TASK: Would you repeat, exactly as given, the line with "pub enum StreamingError" and every line after it to the end of the entries?

SUPPLIED MATERIAL:

//! Chunked little-endian integer array loading
//!
//! The directory tables are flat arrays of little-endian integers stored in
//! streams that may be scattered across pages. [`load_array`] pulls them out
//! in bounded reads and refuses to return a partially filled array.

use crate::error::{MsfError, Result};
use crate::source::ByteSource;

/// Upper bound on the byte length of a single read issued by the loader
pub const MAX_CHUNK_SIZE: usize = 64 * 1024;

/// Fixed-width unsigned integer with a little-endian wire form
pub trait LeInt: Copy {
    const WIDTH: usize;

    /// Decode from exactly `WIDTH` bytes
    fn from_le_slice(bytes: &[u8]) -> Self;
}

macro_rules! impl_le_int {
    ($($ty:ty),*) => {
        $(
            impl LeInt for $ty {
                const WIDTH: usize = std::mem::size_of::<$ty>();

                fn from_le_slice(bytes: &[u8]) -> Self {
                    let mut raw = [0u8; std::mem::size_of::<$ty>()];
                    raw.copy_from_slice(bytes);
                    <$ty>::from_le_bytes(raw)
                }
            }
        )*
    };
}

impl_le_int!(u8, u16, u32, u64);

/// Load `count` little-endian values of type `T` starting at `offset`
pub fn load_array<T, S>(source: &S, offset: u64, count: usize) -> Result<Vec<T>>
where
    T: LeInt,
    S: ByteSource + ?Sized,
{
    load_array_chunked(source, offset, count, MAX_CHUNK_SIZE)
}

/// [`load_array`] with an explicit cap on the bytes requested per read
///
/// The effective chunk is the largest multiple of `T::WIDTH` not exceeding
/// `max_chunk_size`, and never smaller than one element.
pub fn load_array_chunked<T, S>(
    source: &S,
    offset: u64,
    count: usize,
    max_chunk_size: usize,
) -> Result<Vec<T>>
where
    T: LeInt,
    S: ByteSource + ?Sized,
{
    let total = count.checked_mul(T::WIDTH).ok_or(MsfError::TruncatedData {
        offset,
        expected: usize::MAX,
        actual: 0,
    })?;

    // Reject before allocating: a corrupt count must not size the Vec.
    let available = source.len().saturating_sub(offset);
    if (total as u64) > available {
        return Err(MsfError::TruncatedData {
            offset,
            expected: total,
            actual: available.min(usize::MAX as u64) as usize,
        });
    }

    let chunk_cap = (max_chunk_size / T::WIDTH).max(1) * T::WIDTH;
    let mut values = Vec::with_capacity(count);
    let mut remaining = total;
    let mut pos = offset;

    while remaining != 0 {
        let chunk = chunk_cap.min(remaining);
        let bytes = source.read(pos, chunk);
        if bytes.len() != chunk {
            return Err(MsfError::TruncatedData {
                offset: pos,
                expected: chunk,
                actual: bytes.len(),
            });
        }

        values.extend(bytes.chunks_exact(T::WIDTH).map(T::from_le_slice));

        remaining -= chunk;
        pos += chunk as u64;
    }

    Ok(values)
}

/// Load a single little-endian value at `offset`
pub fn load_value<T, S>(source: &S, offset: u64) -> Result<T>
where
    T: LeInt,
    S: ByteSource + ?Sized,
{
    let bytes = source.read(offset, T::WIDTH);
    if bytes.len() != T::WIDTH {
        return Err(MsfError::TruncatedData {
            offset,
            expected: T::WIDTH,
            actual: bytes.len(),
        });
    }
    Ok(T::from_le_slice(&bytes))
}
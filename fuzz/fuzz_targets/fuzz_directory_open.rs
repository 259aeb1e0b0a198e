#![no_main]
use libfuzzer_sys::fuzz_target;
use msf_rs::{DirectoryOptions, MsfDirectory};
use std::sync::Arc;

// Arbitrary bytes must either open or fail cleanly, with or without
// page-number verification.
fuzz_target!(|data: &[u8]| {
    for verify in [true, false] {
        let options = DirectoryOptions {
            verify_page_bounds: verify,
            ..DirectoryOptions::default()
        };

        let dir = match MsfDirectory::open_with(Arc::new(data.to_vec()), &options) {
            Ok(dir) => dir,
            Err(_) => continue,
        };

        for (_, stream) in dir.streams().take(64) {
            let _ = stream.read(0, 4096);
        }
    }
});
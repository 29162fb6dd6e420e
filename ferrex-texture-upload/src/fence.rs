//! Poll-only wrapper over a GPU sync object.

use crate::context::{FenceHandle, FenceStatus, GraphicsContext};

/// A completion marker in the GPU command stream.
///
/// The wrapper never blocks: [`Fence::poll`] is a zero-timeout query and
/// [`Fence::try_consume_if_signaled`] only releases the sync object once it
/// has signaled. The handle is deleted exactly once.
#[derive(Debug)]
pub struct Fence {
    handle: Option<FenceHandle>,
    signaled: bool,
}

impl Fence {
    /// Insert a new fence after every command issued so far.
    pub fn insert<C: GraphicsContext>(
        ctx: &mut C,
    ) -> Result<Self, crate::error::ContextError> {
        let handle = ctx.insert_fence()?;
        Ok(Self::from_handle(handle))
    }

    pub fn from_handle(handle: FenceHandle) -> Self {
        Self {
            handle: Some(handle),
            signaled: false,
        }
    }

    pub fn handle(&self) -> Option<FenceHandle> {
        self.handle
    }

    pub fn is_disposed(&self) -> bool {
        self.handle.is_none()
    }

    /// Zero-timeout check. A failed query counts as signaled so lost
    /// contexts cannot pin staging memory forever.
    pub fn poll<C: GraphicsContext>(&mut self, ctx: &mut C) -> bool {
        if self.signaled {
            return true;
        }
        let Some(handle) = self.handle else {
            return false;
        };
        self.signaled = match ctx.poll_fence(handle) {
            FenceStatus::Signaled => true,
            FenceStatus::Unsignaled => false,
            FenceStatus::Failed => {
                log::warn!(
                    "fence {:?} query failed; treating as signaled",
                    handle
                );
                true
            }
        };
        self.signaled
    }

    /// Dispose the fence and return `true` if it has signaled; otherwise
    /// return `false` and leave it untouched. Returns `true` at most once.
    pub fn try_consume_if_signaled<C: GraphicsContext>(
        &mut self,
        ctx: &mut C,
    ) -> bool {
        if self.handle.is_none() || !self.poll(ctx) {
            return false;
        }
        self.dispose(ctx);
        true
    }

    /// Delete the sync object regardless of its state.
    pub fn dispose<C: GraphicsContext>(&mut self, ctx: &mut C) {
        if let Some(handle) = self.handle.take() {
            ctx.delete_fence(handle);
        }
    }
}
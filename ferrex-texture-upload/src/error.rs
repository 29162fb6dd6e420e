use std::{io, path::PathBuf};

use thiserror::Error;

/// Failure reported by a [`GraphicsContext`](crate::context::GraphicsContext)
/// call. Callers inside the pipeline degrade on these rather than propagate.
#[derive(Error, Debug, Clone, PartialEq, Eq)]
pub enum ContextError {
    #[error("out of GPU memory: {0}")]
    OutOfMemory(String),

    #[error("invalid operation: {0}")]
    InvalidOperation(String),

    #[error("buffer mapping failed: {0}")]
    MapFailed(String),

    #[error("unsupported by this context: {0}")]
    Unsupported(String),

    #[error("graphics context lost")]
    ContextLost,

    #[error("unknown object: {0}")]
    UnknownObject(String),
}

/// Construction failure for a staging backend.
#[derive(Error, Debug, Clone, PartialEq, Eq)]
pub enum BackendError {
    #[error("persistent buffer mapping is not supported")]
    PersistentMappingUnsupported,

    #[error("staging capacity must be non-zero")]
    ZeroCapacity,

    #[error("staging buffer setup failed: {0}")]
    Context(#[from] ContextError),
}

/// Rejected [`StreamingConfig`](crate::config::StreamingConfig) value.
#[derive(Error, Debug, Clone, PartialEq, Eq)]
pub enum ConfigError {
    #[error("pbo_alignment must be a non-zero power of two (got {0})")]
    InvalidAlignment(u64),

    #[error("{field} must be greater than zero")]
    ZeroLimit { field: &'static str },
}

/// Failure to read a [`StreamingConfig`](crate::config::StreamingConfig)
/// from a file or an environment variable. `origin` names the file path or
/// variable the text came from.
#[derive(Error, Debug)]
pub enum ConfigLoadError {
    #[error("failed to read upload config {}", .path.display())]
    Read {
        path: PathBuf,
        #[source]
        source: io::Error,
    },

    #[error("malformed TOML in upload config {origin}")]
    Toml {
        origin: String,
        #[source]
        source: toml::de::Error,
    },

    #[error("malformed JSON in upload config {origin}")]
    Json {
        origin: String,
        #[source]
        source: serde_json::Error,
    },

    #[error("rejected upload config {origin}")]
    Invalid {
        origin: String,
        #[source]
        source: ConfigError,
    },
}

impl ConfigLoadError {
    /// The validation failure, when the text parsed but its values did not.
    pub fn invalid(&self) -> Option<&ConfigError> {
        match self {
            Self::Invalid { source, .. } => Some(source),
            _ => None,
        }
    }
}

/// Contract violations around the deferred-deletion system.
#[derive(Error, Debug, Clone, PartialEq, Eq)]
pub enum ResourceError {
    #[error("render thread already marked as {existing}; refusing to re-mark")]
    RenderThreadAlreadyMarked { existing: String },
}

/// Errors that escape the crate's public entry points.
///
/// Only boundary contract violations end up here; recoverable conditions are
/// absorbed inside the pipeline and show up in diagnostics instead.
#[derive(Error, Debug)]
pub enum StreamingError {
    #[error("invalid configuration: {0}")]
    Config(#[from] ConfigError),

    #[error(transparent)]
    ConfigLoad(#[from] ConfigLoadError),

    #[error("resource manager: {0}")]
    Resource(#[from] ResourceError),

    #[error("staging backend: {0}")]
    Backend(#[from] BackendError),

    #[error("graphics context: {0}")]
    Context(#[from] ContextError),
}

pub type Result<T, E = StreamingError> = std::result::Result<T, E>;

RESPONSE TO THE TASK:
pub enum StreamingError {
    #[error("invalid configuration: {0}")]
    Config(#[from] ConfigError),

    #[error(transparent)]
    ConfigLoad(#[from] ConfigLoadError),

    #[error("resource manager: {0}")]
    Resource(#[from] ResourceError),

    #[error("staging backend: {0}")]
    Backend(#[from] BackendError),

    #[error("graphics context: {0}")]
    Context(#[from] ContextError),
}

pub type Result<T, E = StreamingError> = std::result::Result<T, E>;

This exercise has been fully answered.